(Stored data entries)
________
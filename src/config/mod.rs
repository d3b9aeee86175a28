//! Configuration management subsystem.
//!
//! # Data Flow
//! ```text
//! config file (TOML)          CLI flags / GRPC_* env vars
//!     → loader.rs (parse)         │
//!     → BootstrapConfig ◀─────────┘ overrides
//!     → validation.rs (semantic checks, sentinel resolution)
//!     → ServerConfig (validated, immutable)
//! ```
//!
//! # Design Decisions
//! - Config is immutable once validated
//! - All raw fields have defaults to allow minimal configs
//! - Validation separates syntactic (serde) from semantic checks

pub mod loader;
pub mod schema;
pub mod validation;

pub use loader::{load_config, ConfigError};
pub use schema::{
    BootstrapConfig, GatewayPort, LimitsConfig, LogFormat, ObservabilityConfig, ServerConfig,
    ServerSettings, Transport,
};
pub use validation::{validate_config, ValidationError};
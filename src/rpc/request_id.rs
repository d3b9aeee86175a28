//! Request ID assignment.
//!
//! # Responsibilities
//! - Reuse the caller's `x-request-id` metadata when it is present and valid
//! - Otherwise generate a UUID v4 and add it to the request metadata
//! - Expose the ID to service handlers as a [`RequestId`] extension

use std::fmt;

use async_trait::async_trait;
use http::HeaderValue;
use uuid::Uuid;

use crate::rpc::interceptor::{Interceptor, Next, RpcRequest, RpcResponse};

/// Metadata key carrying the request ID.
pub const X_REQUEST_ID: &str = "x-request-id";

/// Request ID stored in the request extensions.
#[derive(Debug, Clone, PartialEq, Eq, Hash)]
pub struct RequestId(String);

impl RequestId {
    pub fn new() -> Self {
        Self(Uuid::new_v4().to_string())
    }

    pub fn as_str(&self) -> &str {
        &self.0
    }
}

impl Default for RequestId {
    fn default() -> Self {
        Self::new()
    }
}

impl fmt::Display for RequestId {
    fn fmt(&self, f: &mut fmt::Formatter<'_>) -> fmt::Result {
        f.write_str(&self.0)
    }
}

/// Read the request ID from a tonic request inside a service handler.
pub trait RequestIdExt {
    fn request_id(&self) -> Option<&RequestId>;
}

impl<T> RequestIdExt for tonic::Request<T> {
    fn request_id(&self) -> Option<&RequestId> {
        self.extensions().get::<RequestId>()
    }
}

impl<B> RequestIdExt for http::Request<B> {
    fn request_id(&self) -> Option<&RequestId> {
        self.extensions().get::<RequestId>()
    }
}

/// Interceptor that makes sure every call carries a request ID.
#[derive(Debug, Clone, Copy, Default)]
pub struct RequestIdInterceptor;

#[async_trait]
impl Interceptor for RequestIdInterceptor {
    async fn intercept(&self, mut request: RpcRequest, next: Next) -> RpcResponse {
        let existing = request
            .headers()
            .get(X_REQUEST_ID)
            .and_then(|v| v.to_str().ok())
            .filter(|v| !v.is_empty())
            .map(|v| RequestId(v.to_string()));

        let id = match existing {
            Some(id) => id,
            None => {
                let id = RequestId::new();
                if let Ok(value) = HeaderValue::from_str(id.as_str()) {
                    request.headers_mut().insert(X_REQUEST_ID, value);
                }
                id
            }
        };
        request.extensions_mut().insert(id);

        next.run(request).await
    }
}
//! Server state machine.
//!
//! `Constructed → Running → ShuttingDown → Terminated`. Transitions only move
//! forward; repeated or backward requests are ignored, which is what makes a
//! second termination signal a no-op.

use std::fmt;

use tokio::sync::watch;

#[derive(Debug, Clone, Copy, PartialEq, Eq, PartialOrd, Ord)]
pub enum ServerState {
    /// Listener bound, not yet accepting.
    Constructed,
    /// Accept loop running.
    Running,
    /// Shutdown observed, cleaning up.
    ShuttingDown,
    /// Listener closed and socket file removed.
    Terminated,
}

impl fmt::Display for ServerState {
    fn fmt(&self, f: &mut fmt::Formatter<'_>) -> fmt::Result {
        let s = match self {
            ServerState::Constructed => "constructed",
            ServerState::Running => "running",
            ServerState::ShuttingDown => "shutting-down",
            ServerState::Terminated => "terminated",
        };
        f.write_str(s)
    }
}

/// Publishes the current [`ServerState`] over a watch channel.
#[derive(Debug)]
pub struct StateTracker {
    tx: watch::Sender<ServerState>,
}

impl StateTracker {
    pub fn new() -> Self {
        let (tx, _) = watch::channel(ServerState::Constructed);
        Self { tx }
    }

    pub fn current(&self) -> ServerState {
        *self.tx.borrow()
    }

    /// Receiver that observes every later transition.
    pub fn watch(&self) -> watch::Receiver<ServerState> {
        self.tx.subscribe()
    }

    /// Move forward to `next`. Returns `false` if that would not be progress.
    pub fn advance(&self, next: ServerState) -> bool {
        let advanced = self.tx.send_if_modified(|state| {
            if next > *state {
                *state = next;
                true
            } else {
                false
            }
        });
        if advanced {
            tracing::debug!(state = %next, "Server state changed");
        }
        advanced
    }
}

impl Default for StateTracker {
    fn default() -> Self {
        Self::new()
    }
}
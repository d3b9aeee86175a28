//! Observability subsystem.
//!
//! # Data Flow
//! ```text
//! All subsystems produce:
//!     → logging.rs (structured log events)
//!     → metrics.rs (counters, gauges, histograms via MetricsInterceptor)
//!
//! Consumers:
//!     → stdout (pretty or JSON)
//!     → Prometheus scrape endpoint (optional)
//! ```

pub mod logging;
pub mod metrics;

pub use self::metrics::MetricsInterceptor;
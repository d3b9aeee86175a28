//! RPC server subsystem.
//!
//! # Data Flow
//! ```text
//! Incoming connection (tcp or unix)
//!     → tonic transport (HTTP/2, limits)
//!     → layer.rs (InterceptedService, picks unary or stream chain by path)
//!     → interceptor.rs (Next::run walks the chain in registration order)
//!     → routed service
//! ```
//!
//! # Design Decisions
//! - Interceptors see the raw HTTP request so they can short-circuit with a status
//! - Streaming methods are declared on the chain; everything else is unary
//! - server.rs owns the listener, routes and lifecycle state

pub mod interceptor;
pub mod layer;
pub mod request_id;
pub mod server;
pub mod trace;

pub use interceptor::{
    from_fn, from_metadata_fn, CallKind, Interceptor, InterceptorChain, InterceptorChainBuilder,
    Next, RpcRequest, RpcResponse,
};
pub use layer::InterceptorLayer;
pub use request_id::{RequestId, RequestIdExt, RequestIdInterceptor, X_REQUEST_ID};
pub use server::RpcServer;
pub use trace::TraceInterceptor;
________
Go through the data and copy each line exactly as it was written.

**Exercise response**:
filename src/config/mod.rs
repository d3b9aeee86175a28
//! Configuration management subsystem.
//!
//! # Data Flow
//! ```text
//! config file (TOML)          CLI flags / GRPC_* env vars
//!     → loader.rs (parse)         │
//!     → BootstrapConfig ◀─────────┘ overrides
//!     → validation.rs (semantic checks, sentinel resolution)
//!     → ServerConfig (validated, immutable)
//! ```
//!
//! # Design Decisions
//! - Config is immutable once validated
//! - All raw fields have defaults to allow minimal configs
//! - Validation separates syntactic (serde) from semantic checks

pub mod loader;
pub mod schema;
pub mod validation;

pub use loader::{load_config, ConfigError};
pub use schema::{
    BootstrapConfig, GatewayPort, LimitsConfig, LogFormat, ObservabilityConfig, ServerConfig,
    ServerSettings, Transport,
};
pub use validation::{validate_config, ValidationError};
filename src/rpc/request_id.rs
repository d3b9aeee86175a28
//! Request ID assignment.
//!
//! # Responsibilities
//! - Reuse the caller's `x-request-id` metadata when it is present and valid
//! - Otherwise generate a UUID v4 and add it to the request metadata
//! - Expose the ID to service handlers as a [`RequestId`] extension

use std::fmt;

use async_trait::async_trait;
use http::HeaderValue;
use uuid::Uuid;

use crate::rpc::interceptor::{Interceptor, Next, RpcRequest, RpcResponse};

/// Metadata key carrying the request ID.
pub const X_REQUEST_ID: &str = "x-request-id";

/// Request ID stored in the request extensions.
#[derive(Debug, Clone, PartialEq, Eq, Hash)]
pub struct RequestId(String);

impl RequestId {
    pub fn new() -> Self {
        Self(Uuid::new_v4().to_string())
    }

    pub fn as_str(&self) -> &str {
        &self.0
    }
}

impl Default for RequestId {
    fn default() -> Self {
        Self::new()
    }
}

impl fmt::Display for RequestId {
    fn fmt(&self, f: &mut fmt::Formatter<'_>) -> fmt::Result {
        f.write_str(&self.0)
    }
}

/// Read the request ID from a tonic request inside a service handler.
pub trait RequestIdExt {
    fn request_id(&self) -> Option<&RequestId>;
}

impl<T> RequestIdExt for tonic::Request<T> {
    fn request_id(&self) -> Option<&RequestId> {
        self.extensions().get::<RequestId>()
    }
}

impl<B> RequestIdExt for http::Request<B> {
    fn request_id(&self) -> Option<&RequestId> {
        self.extensions().get::<RequestId>()
    }
}

/// Interceptor that makes sure every call carries a request ID.
#[derive(Debug, Clone, Copy, Default)]
pub struct RequestIdInterceptor;

#[async_trait]
impl Interceptor for RequestIdInterceptor {
    async fn intercept(&self, mut request: RpcRequest, next: Next) -> RpcResponse {
        let existing = request
            .headers()
            .get(X_REQUEST_ID)
            .and_then(|v| v.to_str().ok())
            .filter(|v| !v.is_empty())
            .map(|v| RequestId(v.to_string()));

        let id = match existing {
            Some(id) => id,
            None => {
                let id = RequestId::new();
                if let Ok(value) = HeaderValue::from_str(id.as_str()) {
                    request.headers_mut().insert(X_REQUEST_ID, value);
                }
                id
            }
        };
        request.extensions_mut().insert(id);

        next.run(request).await
    }
}
//! Server state machine.
//!
//! `Constructed → Running → ShuttingDown → Terminated`. Transitions only move
//! forward; repeated or backward requests are ignored, which is what makes a
//! second termination signal a no-op.

use std::fmt;

use tokio::sync::watch;

#[derive(Debug, Clone, Copy, PartialEq, Eq, PartialOrd, Ord)]
pub enum ServerState {
    /// Listener bound, not yet accepting.
    Constructed,
    /// Accept loop running.
    Running,
    /// Shutdown observed, cleaning up.
    ShuttingDown,
    /// Listener closed and socket file removed.
    Terminated,
}

impl fmt::Display for ServerState {
    fn fmt(&self, f: &mut fmt::Formatter<'_>) -> fmt::Result {
        let s = match self {
            ServerState::Constructed => "constructed",
            ServerState::Running => "running",
            ServerState::ShuttingDown => "shutting-down",
            ServerState::Terminated => "terminated",
        };
        f.write_str(s)
    }
}

/// Publishes the current [`ServerState`] over a watch channel.
#[derive(Debug)]
pub struct StateTracker {
    tx: watch::Sender<ServerState>,
}

impl StateTracker {
    pub fn new() -> Self {
        let (tx, _) = watch::channel(ServerState::Constructed);
        Self { tx }
    }

    pub fn current(&self) -> ServerState {
        *self.tx.borrow()
    }

    /// Receiver that observes every later transition.
    pub fn watch(&self) -> watch::Receiver<ServerState> {
        self.tx.subscribe()
    }

    /// Move forward to `next`. Returns `false` if that would not be progress.
    pub fn advance(&self, next: ServerState) -> bool {
        let advanced = self.tx.send_if_modified(|state| {
            if next > *state {
                *state = next;
                true
            } else {
                false
            }
        });
        if advanced {
            tracing::debug!(state = %next, "Server state changed");
        }
        advanced
    }
}

impl Default for StateTracker {
    fn default() -> Self {
        Self::new()
    }
}
repository d3b9aeee86175a28
//! Observability subsystem.
//!
//! # Data Flow
//! ```text
//! All subsystems produce:
//!     → logging.rs (structured log events)
//!     → metrics.rs (counters, gauges, histograms via MetricsInterceptor)
//!
//! Consumers:
//!     → stdout (pretty or JSON)
//!     → Prometheus scrape endpoint (optional)
//! ```

pub mod logging;
pub mod metrics;

pub use self::metrics::MetricsInterceptor;
repository d3b9aeee86175a28
//! RPC server subsystem.
//!
//! # Data Flow
//! ```text
//! Incoming connection (tcp or unix)
//!     → tonic transport (HTTP/2, limits)
//!     → layer.rs (InterceptedService, picks unary or stream chain by path)
//!     → interceptor.rs (Next::run walks the chain in registration order)
//!     → routed service
//! ```
//!
//! # Design Decisions
//! - Interceptors see the raw HTTP request so they can short-circuit with a status
//! - Streaming methods are declared on the chain; everything else is unary
//! - server.rs owns the listener, routes and lifecycle state

pub mod interceptor;
pub mod layer;
pub mod request_id;
pub mod server;
pub mod trace;

pub use interceptor::{
    from_fn, from_metadata_fn, CallKind, Interceptor, InterceptorChain, InterceptorChainBuilder,
    Next, RpcRequest, RpcResponse,
};
pub use layer::InterceptorLayer;
pub use request_id::{RequestId, RequestIdExt, RequestIdInterceptor, X_REQUEST_ID};
pub use server::RpcServer;
pub use trace::TraceInterceptor;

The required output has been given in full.